This class of models for competitive release has yet to be tested experimentally, despite a growing body of empirical evidence in favour of a substantial ecological component to the cost of sex. Asexual clones arising from a sexual population may each contain only a small sample of the genetic variation within the parent population (Vrijenhoek 1979; Hebert et al. 1988; Honeycutt and Wilkinson 1989; Semlitsch et al. 1997). The resulting narrower niche for the clones may favour coexistence at local or regional scales (Case 1990; Barata et al. 1996; Fox et al. 1996; Vrijenhoek and Pfeiler 1997; Negovetic et al. 2001).

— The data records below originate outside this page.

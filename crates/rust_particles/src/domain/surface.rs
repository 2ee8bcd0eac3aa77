//! Numeric helpers shared by the domain shapes
//!
//! Quadratic root selection, plane crossings, validation and random
//! sampling live here so every shape resolves edge cases the same way.

use rand::{Rng, RngCore};

use super::{DomainError, EPSILON};
use crate::foundation::math::{constants, utils, Vec3};

/// Real roots of `a t² + b t + c = 0`
#[derive(Debug, Clone, Copy, PartialEq)]
pub(crate) enum Roots {
    /// No real root
    None,
    /// Discriminant within tolerance of zero: the line grazes the surface
    Tangent(f32),
    /// Two distinct roots, smallest first
    Two(f32, f32),
}

/// Solve a quadratic whose leading coefficient is known to be non-zero
///
/// The discriminant is treated as zero when its magnitude is below
/// `4·|a|·EPSILON`, which for sphere and cylinder quadratics means the line
/// passes within roughly `EPSILON` of the surface.
pub(crate) fn solve_quadratic(a: f32, b: f32, c: f32) -> Roots {
    let discriminant = b * b - 4.0 * a * c;
    let tolerance = 4.0 * a.abs() * EPSILON;

    if discriminant < -tolerance {
        return Roots::None;
    }
    if discriminant.abs() <= tolerance {
        return Roots::Tangent(-b / (2.0 * a));
    }

    let sqrt_discriminant = discriminant.sqrt();
    let t1 = (-b - sqrt_discriminant) / (2.0 * a);
    let t2 = (-b + sqrt_discriminant) / (2.0 * a);
    if t1 <= t2 { Roots::Two(t1, t2) } else { Roots::Two(t2, t1) }
}

/// Parameter on `[0, 1]` where a segment's height crosses `level`
///
/// `outward` is `1.0` when heights above the level lie outside the shape and
/// `-1.0` when heights below it do. Endpoints must lie strictly (beyond
/// `EPSILON`) on opposite sides, except that a start resting within `EPSILON`
/// of the level crosses at its start once the end is strictly outside. A
/// segment that only reaches the level at its end does not cross.
pub(crate) fn plane_crossing(start_height: f32, end_height: f32, level: f32, outward: f32) -> Option<f32> {
    let start = (start_height - level) * outward;
    let end = (end_height - level) * outward;

    let crosses = (start < -EPSILON && end > EPSILON) || (start > EPSILON && end < -EPSILON);
    let leaves = start.abs() <= EPSILON && end > EPSILON;
    if !(crosses || leaves) {
        return None;
    }
    Some(utils::clamp((level - start_height) / (end_height - start_height), 0.0, 1.0))
}

/// A candidate surface crossing along a segment
#[derive(Debug, Clone, Copy)]
pub(crate) struct Crossing {
    pub t: f32,
    pub point: Vec3,
    pub normal: Vec3,
}

impl Crossing {
    /// Keep whichever crossing is nearer the segment start; ties keep `current`
    pub fn nearest(current: Option<Self>, candidate: Self) -> Option<Self> {
        match current {
            Some(best) if best.t <= candidate.t => Some(best),
            _ => Some(candidate),
        }
    }

    pub fn into_hit(self) -> (Vec3, Vec3) {
        (self.point, self.normal)
    }
}

/// True when a segment is too short to have a direction
pub(crate) fn is_degenerate_segment(direction: &Vec3) -> bool {
    direction.norm_squared() <= f32::EPSILON * f32::EPSILON
}

/// True when `t` lies on the closed unit interval
pub(crate) fn on_segment(t: f32) -> bool {
    (0.0..=1.0).contains(&t)
}

/// Check a radius pair for an annular/shell shape
pub(crate) fn validate_radii(outer_radius: f32, inner_radius: f32) -> Result<(), DomainError> {
    validate_radius("outer_radius", outer_radius)?;
    validate_radius("inner_radius", inner_radius)?;
    if outer_radius < inner_radius {
        return Err(DomainError::InvertedRadii {
            inner: inner_radius,
            outer: outer_radius,
        });
    }
    Ok(())
}

fn validate_radius(name: &'static str, value: f32) -> Result<(), DomainError> {
    if !value.is_finite() {
        return Err(DomainError::NonFinite(name));
    }
    if value < 0.0 {
        return Err(DomainError::NegativeRadius { name, value });
    }
    Ok(())
}

/// Check that every component of a vector is finite
pub(crate) fn validate_vector(name: &'static str, value: &Vec3) -> Result<(), DomainError> {
    if value.iter().all(|c| c.is_finite()) {
        Ok(())
    } else {
        Err(DomainError::NonFinite(name))
    }
}

/// Normalize a user-supplied normal, rejecting zero-length input
pub(crate) fn unit_normal(normal: &Vec3) -> Result<Vec3, DomainError> {
    validate_vector("normal", normal)?;
    normal.try_normalize(0.0).ok_or(DomainError::ZeroNormal)
}

/// Unit axis and length between two end points
pub(crate) fn axis_between(from: &Vec3, to: &Vec3) -> Result<(Vec3, f32), DomainError> {
    validate_vector("end point", from)?;
    validate_vector("end point", to)?;
    let span = to - from;
    let length = span.norm();
    if length <= EPSILON {
        return Err(DomainError::DegenerateAxis);
    }
    Ok((span / length, length))
}

/// Uniform random point on the unit sphere
pub(crate) fn random_unit_vector(rng: &mut dyn RngCore) -> Vec3 {
    let z: f32 = rng.gen_range(-1.0..=1.0);
    let theta: f32 = rng.gen_range(0.0..constants::TAU);
    let ring = (1.0 - z * z).max(0.0).sqrt();
    Vec3::new(ring * theta.cos(), ring * theta.sin(), z)
}

/// Uniform random unit vector in the plane spanned by `right` and `up`
pub(crate) fn random_in_plane(rng: &mut dyn RngCore, right: &Vec3, up: &Vec3) -> Vec3 {
    let theta: f32 = rng.gen_range(0.0..constants::TAU);
    right * theta.cos() + up * theta.sin()
}

/// Radius drawn so points are uniform over the area of an annulus
pub(crate) fn random_annulus_radius(rng: &mut dyn RngCore, inner: f32, outer: f32) -> f32 {
    if inner >= outer {
        return outer;
    }
    let u: f32 = rng.gen();
    utils::lerp(inner * inner, outer * outer, u).sqrt()
}
//! Foundation module - Core utilities and types
//!
//! This module provides fundamental utilities used throughout the library:
//! - Math types and operations
//! - Logging utilities

pub mod math;
pub mod logging;
//! Shared pieces of the particle demos
//!
//! The demos run headless: each one simulates a fixed number of frames and
//! logs group statistics at a regular interval.

use rust_particles::prelude::*;
use rust_particles::foundation::logging::info;

/// Errors a demo can stop with
#[derive(thiserror::Error, Debug)]
pub enum DemoError {
    /// Scene file could not be loaded or built
    #[error(transparent)]
    Config(#[from] ConfigError),

    /// A domain was given invalid parameters
    #[error(transparent)]
    Domain(#[from] DomainError),

    /// A controller was given invalid parameters
    #[error(transparent)]
    Controller(#[from] ControllerError),

    /// A frame update failed
    #[error(transparent)]
    Group(#[from] GroupError),
}

/// Snapshot of a particle group
#[derive(Debug, Clone, Copy, PartialEq)]
pub struct GroupStats {
    /// Live particles
    pub count: usize,
    /// Mean particle speed
    pub mean_speed: f32,
    /// Lowest corner of the bounding box
    pub min: Vec3,
    /// Highest corner of the bounding box
    pub max: Vec3,
}

impl GroupStats {
    /// Measure a group
    pub fn measure(group: &ParticleGroup) -> Self {
        let mut stats = Self {
            count: 0,
            mean_speed: 0.0,
            min: Vec3::repeat(f32::INFINITY),
            max: Vec3::repeat(f32::NEG_INFINITY),
        };
        let mut total_speed = 0.0;
        for (_, particle) in group.iter() {
            stats.count += 1;
            total_speed += particle.velocity.norm();
            stats.min = stats.min.inf(&particle.position);
            stats.max = stats.max.sup(&particle.position);
        }
        if stats.count > 0 {
            stats.mean_speed = total_speed / stats.count as f32;
        } else {
            stats.min = Vec3::zeros();
            stats.max = Vec3::zeros();
        }
        stats
    }

    /// Log the snapshot at info level
    pub fn log(&self, frame: u32) {
        info!(
            "frame {frame:>5}: {} particles, mean speed {:.3}, bounds [{:.2}, {:.2}, {:.2}] .. [{:.2}, {:.2}, {:.2}]",
            self.count, self.mean_speed, self.min.x, self.min.y, self.min.z, self.max.x, self.max.y, self.max.z
        );
    }
}

#[cfg(test)]
mod tests {
    use super::*;
    use approx::assert_relative_eq;

    #[test]
    fn test_stats_of_empty_group() {
        let stats = GroupStats::measure(&ParticleGroup::new());
        assert_eq!(stats.count, 0);
        assert_eq!(stats.min, Vec3::zeros());
        assert_eq!(stats.max, Vec3::zeros());
    }

    #[test]
    fn test_stats_bounds_and_speed() {
        let mut group = ParticleGroup::new();
        group.new_particle(Particle::new(Vec3::new(-1.0, 2.0, 0.0), Vec3::new(3.0, 4.0, 0.0)));
        group.new_particle(Particle::new(Vec3::new(1.0, -2.0, 5.0), Vec3::new(0.0, 0.0, 1.0)));
        let stats = GroupStats::measure(&group);
        assert_eq!(stats.count, 2);
        assert_relative_eq!(stats.mean_speed, 3.0);
        assert_eq!(stats.min, Vec3::new(-1.0, -2.0, 0.0));
        assert_eq!(stats.max, Vec3::new(1.0, 2.0, 5.0));
    }
}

Tagg et al. (2005) have directly tested the ecological model of Doncaster et al. (2000) by measuring competitive impacts between different clonal assemblies of Daphnia pulex. A genetically varied population of females had significantly lower birth rates in competition with itself than in competition with genetically uniform populations of females cultured from the same stock, demonstrating competitive release. The Lotka-Volterra coefficient for this interaction was estimated at: α12=0.896, indicating a relatively small competitive advantage afforded by genetic diversity. Its value was nevertheless sufficiently below unity to predict persistence for a genetically varied population having half the growth capacity of the genetically uniform competitor, which is the expectation for a sexual population investing equally in production of males and females, competing with an asexual sibling species.

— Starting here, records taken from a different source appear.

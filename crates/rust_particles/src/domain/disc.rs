//! Flat circular disc domain

use rand::RngCore;

use super::surface::{
    is_degenerate_segment, on_segment, random_annulus_radius, random_in_plane, unit_normal,
    validate_radii, validate_vector,
};
use super::{DomainError, Shape, EPSILON};
use crate::foundation::math::{utils, Vec3, Vec3Ext};

/// Flat disc, annulus or ring lying in a plane
///
/// `right` and `up` span the disc plane and are rebuilt whenever the normal
/// changes.
#[derive(Debug, Clone, Copy, PartialEq)]
pub struct Disc {
    center: Vec3,
    normal: Vec3,
    outer_radius: f32,
    inner_radius: f32,
    right: Vec3,
    up: Vec3,
}

impl Disc {
    /// Create a disc; pass `inner_radius = 0` for a solid disc
    pub fn new(center: Vec3, normal: Vec3, outer_radius: f32, inner_radius: f32) -> Result<Self, DomainError> {
        validate_vector("center", &center)?;
        validate_radii(outer_radius, inner_radius)?;
        let normal = unit_normal(&normal)?;
        let (right, up) = normal.orthonormal_basis();
        Ok(Self {
            center,
            normal,
            outer_radius,
            inner_radius,
            right,
            up,
        })
    }

    /// Center point
    pub const fn center(&self) -> Vec3 {
        self.center
    }

    /// Unit normal
    pub const fn normal(&self) -> Vec3 {
        self.normal
    }

    /// Outer radius
    pub const fn outer_radius(&self) -> f32 {
        self.outer_radius
    }

    /// Inner radius; zero for a solid disc
    pub const fn inner_radius(&self) -> f32 {
        self.inner_radius
    }

    /// In-plane basis vectors `(right, up)`
    pub const fn basis(&self) -> (Vec3, Vec3) {
        (self.right, self.up)
    }

    /// Move the disc
    pub fn set_center(&mut self, center: Vec3) -> Result<(), DomainError> {
        validate_vector("center", &center)?;
        self.center = center;
        Ok(())
    }

    /// Reorient the disc and rebuild its basis
    pub fn set_normal(&mut self, normal: Vec3) -> Result<(), DomainError> {
        let normal = unit_normal(&normal)?;
        let (right, up) = normal.orthonormal_basis();
        self.normal = normal;
        self.right = right;
        self.up = up;
        Ok(())
    }

    /// Change the outer radius
    pub fn set_outer_radius(&mut self, radius: f32) -> Result<(), DomainError> {
        validate_radii(radius, self.inner_radius)?;
        self.outer_radius = radius;
        Ok(())
    }

    /// Change the inner radius
    pub fn set_inner_radius(&mut self, radius: f32) -> Result<(), DomainError> {
        validate_radii(self.outer_radius, radius)?;
        self.inner_radius = radius;
        Ok(())
    }

    /// Height above the disc plane and in-plane offset from the center
    fn local(&self, point: Vec3) -> (f32, Vec3) {
        let offset = point - self.center;
        let height = offset.dot(&self.normal);
        (height, offset - self.normal * height)
    }

    fn within_radii(&self, radial_distance: f32) -> bool {
        self.inner_radius - EPSILON <= radial_distance && radial_distance <= self.outer_radius + EPSILON
    }
}

impl Shape for Disc {
    fn generate_with(&self, rng: &mut dyn RngCore) -> Vec3 {
        let radius = random_annulus_radius(rng, self.inner_radius, self.outer_radius);
        self.center + random_in_plane(rng, &self.right, &self.up) * radius
    }

    fn contains(&self, point: Vec3) -> bool {
        let (height, radial) = self.local(point);
        height.abs() <= EPSILON && self.within_radii(radial.norm())
    }

    fn closest_point_to(&self, point: Vec3) -> (Vec3, Vec3) {
        let (_, radial) = self.local(point);
        let radial_distance = radial.norm();

        if radial_distance < EPSILON && self.inner_radius > 0.0 {
            // On the axis of an annulus the whole inner rim is equally close
            return (self.center, Vec3::zeros());
        }

        let clamped = utils::clamp(radial_distance, self.inner_radius, self.outer_radius);
        let closest = self.center + radial.normalize_or_zero() * clamped;
        (closest, (point - closest).normalize_or_zero())
    }

    fn intersect(&self, start: Vec3, end: Vec3) -> Option<(Vec3, Vec3)> {
        let direction = end - start;
        if is_degenerate_segment(&direction) {
            return None;
        }

        let denom = self.normal.dot(&direction);
        if denom.abs() < f32::EPSILON {
            return None;
        }

        let t = (self.center - start).dot(&self.normal) / denom;
        if !on_segment(t) {
            return None;
        }

        let point = start + direction * t;
        let (_, radial) = self.local(point);
        if !self.within_radii(radial.norm()) {
            return None;
        }

        let normal = if denom > 0.0 { -self.normal } else { self.normal };
        Some((point, normal))
    }
}
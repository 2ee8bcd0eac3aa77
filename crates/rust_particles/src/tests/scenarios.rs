//! End-to-end scenarios
//!
//! Whole frames run through a group with several controllers bound, plus the
//! reference domain queries the controllers rely on.

use std::cell::Cell;
use std::rc::Rc;

use crate::controller::{Bounce, Collector, Gravity, Lifetime, Magnet, Movement};
use crate::domain::{AABox, Domain, Plane, Point, Sphere};
use crate::foundation::math::Vec3;
use crate::particle::{Particle, ParticleGroup};
use approx::assert_relative_eq;

#[cfg(test)]
mod tests {
    use super::*;
    use crate::controller::Controller;

    const TOLERANCE: f32 = 1e-5;

    fn floor() -> Domain {
        Plane::new(Vec3::zeros(), Vec3::y()).unwrap().into()
    }

    #[test]
    fn test_segment_through_sphere() {
        let sphere: Domain = Sphere::new(Vec3::zeros(), 4.0, 0.0).unwrap().into();

        let (point, normal) = sphere.intersect(Vec3::new(-5.0, 0.0, 0.0), Vec3::new(5.0, 0.0, 0.0)).unwrap();
        assert_relative_eq!(point, Vec3::new(-4.0, 0.0, 0.0), epsilon = TOLERANCE);
        assert_relative_eq!(normal, Vec3::new(-1.0, 0.0, 0.0), epsilon = TOLERANCE);

        let (point, normal) = sphere.intersect(Vec3::new(5.0, 0.0, 0.0), Vec3::new(-5.0, 0.0, 0.0)).unwrap();
        assert_relative_eq!(point, Vec3::new(4.0, 0.0, 0.0), epsilon = TOLERANCE);
        assert_relative_eq!(normal, Vec3::new(1.0, 0.0, 0.0), epsilon = TOLERANCE);
    }

    #[test]
    fn test_segment_into_box() {
        let aabox: Domain = AABox::new(Vec3::new(-3.0, -1.0, 0.0), Vec3::new(-2.0, 1.0, 3.0)).unwrap().into();
        let (point, normal) = aabox.intersect(Vec3::new(-4.0, 0.0, 1.0), Vec3::new(-2.0, 0.0, 1.0)).unwrap();
        assert_relative_eq!(point, Vec3::new(-3.0, 0.0, 1.0), epsilon = TOLERANCE);
        assert_relative_eq!(normal, Vec3::new(-1.0, 0.0, 0.0), epsilon = TOLERANCE);
    }

    #[test]
    fn test_particle_bounces_back_above_floor() {
        let mut bounce = Bounce::new(floor().into_shared());
        let mut group = ParticleGroup::new();
        let mut particle = Particle::new(Vec3::new(0.0, -0.5, 0.0), Vec3::new(0.0, -1.0, 0.0));
        particle.last_position = Vec3::y();
        let key = group.new_particle(particle);

        bounce.update(1.0, &mut group).unwrap();
        let particle = group.get(key).unwrap();
        assert_relative_eq!(particle.velocity, Vec3::y(), epsilon = TOLERANCE);
        assert_relative_eq!(particle.position, Vec3::new(0.0, 0.5, 0.0), epsilon = TOLERANCE);
    }

    #[test]
    fn test_magnet_pulls_toward_sphere_surface() {
        let sphere = Domain::from(Sphere::new(Vec3::zeros(), 5.0, 0.0).unwrap()).into_shared();
        let mut group = ParticleGroup::new();
        group.bind_controller(Box::new(Magnet::new(sphere, 100.0).unwrap().with_exponent(2.0).unwrap()));
        let key = group.new_particle(Particle::new(Vec3::new(10.0, 0.0, 0.0), Vec3::zeros()));

        group.update(1.0).unwrap();
        assert_relative_eq!(group.get(key).unwrap().velocity, Vec3::new(-4.0, 0.0, 0.0), epsilon = TOLERANCE);
    }

    #[test]
    fn test_full_frame_pipeline() {
        let far_box = Domain::from(AABox::new(Vec3::repeat(10.0), Vec3::repeat(11.0)).unwrap()).into_shared();
        let mut group = ParticleGroup::new();
        group.bind_controller(Box::new(Gravity::new(Vec3::new(0.0, -10.0, 0.0))));
        group.bind_controller(Box::new(Movement::new()));
        group.bind_controller(Box::new(Bounce::new(floor().into_shared())));
        group.bind_controller(Box::new(Collector::new(far_box)));
        let key = group.new_particle(Particle::new(Vec3::new(0.0, 0.05, 0.0), Vec3::new(0.0, -3.0, 0.0)));

        group.update(0.1).unwrap();
        let particle = group.get(key).unwrap();
        assert_relative_eq!(particle.last_position, Vec3::new(0.0, 0.05, 0.0));
        assert_relative_eq!(particle.last_velocity, Vec3::new(0.0, -3.0, 0.0));
        assert_relative_eq!(particle.velocity, Vec3::new(0.0, 4.0, 0.0), epsilon = TOLERANCE);
        assert_relative_eq!(particle.position, Vec3::new(0.0, 0.35, 0.0), epsilon = TOLERANCE);
        assert_relative_eq!(particle.age, 0.1);
    }

    #[test]
    fn test_group_drains_through_collector_and_lifetime() {
        let target = Domain::from(Sphere::new(Vec3::zeros(), 1.0, 0.0).unwrap()).into_shared();
        let collected = Rc::new(Cell::new(0_u32));
        let counter = collected.clone();

        let mut group = ParticleGroup::new();
        group.bind_controller(Box::new(Movement::new()));
        group.bind_controller(Box::new(
            Collector::new(target).with_callback(move |_, _| counter.set(counter.get() + 1)),
        ));
        group.bind_controller(Box::new(Lifetime::new(0.25).unwrap()));

        let runner = group.new_particle(Particle::new(Vec3::new(3.0, 0.0, 0.0), Vec3::new(-10.0, 0.0, 0.0)));
        let idler = group.new_particle(Particle::new(Vec3::repeat(5.0), Vec3::zeros()));

        group.update(0.1).unwrap();
        assert_eq!(group.len(), 2);
        assert_eq!(collected.get(), 0);

        group.update(0.1).unwrap();
        assert!(!group.contains(runner));
        assert!(group.contains(idler));
        assert_eq!(collected.get(), 1);

        group.update(0.1).unwrap();
        assert!(group.is_empty());
        assert_eq!(collected.get(), 1);
    }

    #[test]
    fn test_moving_domain_between_frames() {
        let target = Domain::from(Point::new(Vec3::zeros())).into_shared();
        let mut group = ParticleGroup::new();
        group.bind_controller(Box::new(Magnet::new(target.clone(), 4.0).unwrap()));
        let key = group.new_particle(Particle::new(Vec3::new(0.0, 2.0, 0.0), Vec3::zeros()));

        group.update(0.1).unwrap();
        assert_relative_eq!(group.get(key).unwrap().velocity, Vec3::new(0.0, -1.0, 0.0), epsilon = TOLERANCE);

        *target.borrow_mut() = Point::new(Vec3::new(0.0, 4.0, 0.0)).into();
        group.update(0.1).unwrap();
        assert_relative_eq!(group.get(key).unwrap().velocity, Vec3::zeros(), epsilon = TOLERANCE);
    }
}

These theoretical and empirical studies of the ecological costs of sex give rise to a new hypothesis that we test in this paper. If genetic variation confers competitive advantage, a large group of genetically diverse individuals should have a greater advantage than a small group, with inherently less genetic diversity. We explored the effects on a genetically uniform recipient population of invasion by a small or a large clonal assemblage of Daphnia obtusa Kurz (Crustacea: Cladocera). We also explored the reciprocal effects on a genetically diverse recipient population of invasion by a small or large single-clone group. We tested two hypotheses: (1) a genetically diverse group will invade into a genetically uniform recipient population, possibly replacing it, whereas a genetically uniform group will decrease within a genetically diverse recipient population, possibly being eliminated from it; and (2) these effects will be more pronounced for large than for small invading groups.

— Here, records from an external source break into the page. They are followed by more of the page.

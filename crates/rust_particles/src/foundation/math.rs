//! Math utilities and types
//!
//! Provides the vector and color types shared by domains, particles and
//! controllers.

use serde::{Deserialize, Serialize};

pub use nalgebra::Vector3;

/// 3D vector type, also used for positions
pub type Vec3 = Vector3<f32>;

/// RGBA color with floating point channels
#[derive(Debug, Clone, Copy, PartialEq, Serialize, Deserialize)]
pub struct Color {
    /// Red channel
    pub r: f32,
    /// Green channel
    pub g: f32,
    /// Blue channel
    pub b: f32,
    /// Alpha channel
    pub a: f32,
}

impl Color {
    /// Opaque white
    pub const WHITE: Self = Self::new(1.0, 1.0, 1.0, 1.0);

    /// Fully transparent black
    pub const TRANSPARENT: Self = Self::new(0.0, 0.0, 0.0, 0.0);

    /// Create a new color
    pub const fn new(r: f32, g: f32, b: f32, a: f32) -> Self {
        Self { r, g, b, a }
    }

    /// Create an opaque color
    pub const fn rgb(r: f32, g: f32, b: f32) -> Self {
        Self::new(r, g, b, 1.0)
    }

    /// Return a copy with every channel clamped to `[lo, hi]`
    #[must_use]
    pub fn clamp(&self, lo: f32, hi: f32) -> Self {
        Self {
            r: utils::clamp(self.r, lo, hi),
            g: utils::clamp(self.g, lo, hi),
            b: utils::clamp(self.b, lo, hi),
            a: utils::clamp(self.a, lo, hi),
        }
    }

    /// Channel-wise linear interpolation
    #[must_use]
    pub fn lerp(&self, other: &Self, t: f32) -> Self {
        Self {
            r: utils::lerp(self.r, other.r, t),
            g: utils::lerp(self.g, other.g, t),
            b: utils::lerp(self.b, other.b, t),
            a: utils::lerp(self.a, other.a, t),
        }
    }
}

impl Default for Color {
    fn default() -> Self {
        Self::WHITE
    }
}

impl std::ops::Add for Color {
    type Output = Self;

    fn add(self, rhs: Self) -> Self {
        Self::new(self.r + rhs.r, self.g + rhs.g, self.b + rhs.b, self.a + rhs.a)
    }
}

impl std::ops::Mul<f32> for Color {
    type Output = Self;

    fn mul(self, rhs: f32) -> Self {
        Self::new(self.r * rhs, self.g * rhs, self.b * rhs, self.a * rhs)
    }
}

/// Math constants
pub mod constants {
    /// Pi constant
    pub const PI: f32 = std::f32::consts::PI;

    /// 2 * Pi
    pub const TAU: f32 = 2.0 * PI;
}

/// Math utility functions
pub mod utils {
    /// Clamp a value between min and max
    pub fn clamp(value: f32, min: f32, max: f32) -> f32 {
        if value < min { min } else if value > max { max } else { value }
    }

    /// Linear interpolation
    pub fn lerp(a: f32, b: f32, t: f32) -> f32 {
        a + (b - a) * t
    }
}

/// Extension trait for Vec3 with additional convenience methods
pub trait Vec3Ext {
    /// Unit vector in the same direction, or the zero vector for a zero input
    fn normalize_or_zero(&self) -> Vec3;

    /// Mirror this vector about the plane with the given unit normal
    fn reflect(&self, normal: &Vec3) -> Vec3;

    /// Component of this vector perpendicular to the unit `axis`
    fn reject_from(&self, axis: &Vec3) -> Vec3;

    /// Two unit vectors that form a right-handed orthonormal basis with this one
    fn orthonormal_basis(&self) -> (Vec3, Vec3);
}

impl Vec3Ext for Vec3 {
    fn normalize_or_zero(&self) -> Vec3 {
        self.try_normalize(0.0).unwrap_or_else(Vec3::zeros)
    }

    fn reflect(&self, normal: &Vec3) -> Vec3 {
        self - normal * (2.0 * self.dot(normal))
    }

    fn reject_from(&self, axis: &Vec3) -> Vec3 {
        self - axis * self.dot(axis)
    }

    fn orthonormal_basis(&self) -> (Vec3, Vec3) {
        let axis = self.normalize_or_zero();
        // Cross with whichever world axis is least aligned to stay well conditioned
        let helper = if axis.x.abs() < 0.9 { Vec3::x() } else { Vec3::y() };
        let right = axis.cross(&helper).normalize_or_zero();
        let up = axis.cross(&right);
        (right, up)
    }
}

The experiment used cyclically parthenogenetic D. obtusa during parthenogenetic growth. The aquatic habitat and fast growth of Daphnia facilitate measuring competitive impacts, and its parthenogenetic (asexual) phase allows control over genetic diversity without the confounding effects of the presence of males or the cost of searching for a mate and mating. We were therefore able to test for competitive advantages due to the genetic variation produced by sexual reproduction, but in isolation from the growth capacity disadvantage of producing males.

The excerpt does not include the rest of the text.